Publication PUBLIÉ LE 09/05/2016 PAR Romain Béteille

Il est des technologies qui intriguent, soit parce qu’elles ne présentent pas un intérêt pour tous, soit parce qu’elles arrivent un peu trop en avance. Le jeu vidéo est une industrie qui pèse 99,6 millards de dollars en 2016. Longtemps vu comme le parent pauvre du loisir, il a été stigmatisé médiatiquement depuis ses débuts pour sa propension à la violence visuelle, son potentiel d’addiction et ses représentations parfois un peu datées. Aujourd’hui, c’est une culture à part entière. Le grand public connaît les produits, mais rarement les faiseurs. Ces centaines de studios, partout à travers le monde, qui inventent en permanence et participent tous à une certaine course à la technologie. En France, on compte les studios connus sur les doigts de la main, et les figures de l’industrie encore plus. A Bordeaux, les représentants du secteur sont encore plus rares. Mais il en est un qui, ces dernières semaines, a su s’engouffrer dans la brèche. 

Un patron discret

L’entreprise Microsoft compte aller un peu plus loin que les autres dans la réalité virtuelle : avec le casque Hololens, elle compte intégrer l’interactivité du jeu vidéo dans l’espace réel du joueur. Si la machine est déjà disponible en Amérique du Nord pour la modique somme de 3000 dollars, elle est encore très loin d’une commercialisation européenne à grande échelle. Le studio bordelais Asobo est l’un des seuls au Monde à posséder actuellement la technologie permettant de faire des jeux à partir de ce casque d’un nouveau genre. Ces dernières semaines, il a annoncé en grande pompe l’arrivée de deux jeux développés spécialement pour cette technologie. Fondé en 2002 par 12 co-dirigeants, il compte à son actif 17 jeux aux gloires diverses, l’un des plus célèbres étant le jeu de course « Fuel ».

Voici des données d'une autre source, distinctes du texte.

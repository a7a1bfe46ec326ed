use http::StatusCode as SC;

use crate::DavResult;
use crate::distributor::{DavPassport, Distributor};
use crate::errors::DavError;
use crate::fs::FsError;
use crate::request::DavResponse;

impl Distributor {
    pub(crate) async fn handle_mkcol(&self, passport: &DavPassport<'_>) -> DavResult<DavResponse> {
        let src = &passport.src;
        match src.provider().create_dir(&src.rel_path).await {
            // RFC 4918 9.3.1 MKCOL Status Codes.
            Err(FsError::Exists) => Err(DavError::Status(SC::METHOD_NOT_ALLOWED)),
            Err(FsError::NotFound) => Err(DavError::Status(SC::CONFLICT)),
            Err(e) => Err(e.into()),
            Ok(()) => Ok(DavResponse::Created),
        }
    }
}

Situé à deux pas des Chartrons, Asobo offre au nouveau venu dans ses locaux une vitrine, une salle de conférence où des images du studio défilent sur l’écran et où des cadres trônant aux murs affichent quelques réussites majeures à l’entrée. C’est dans cette salle de conférence que nous reçoit Sebastian Wloch, 42 ans. Barbe naissante, chevelure naviguant entre le brun et le gris, il a les petites cernes d’un travailleur acharné et le jogging Salomon d’un coureur de marathon. Il est l’une des 12 têtes de l’hydre Asobo, et pas forcément la plus extravertie. Un brin timide, ce passionné de jeu vidéo n’a pourtant pas à rougir. On sent bien qu’il n’est ni habitué à l’exercice, ni le genre de personne à discuter des heures de ce qu’il fait.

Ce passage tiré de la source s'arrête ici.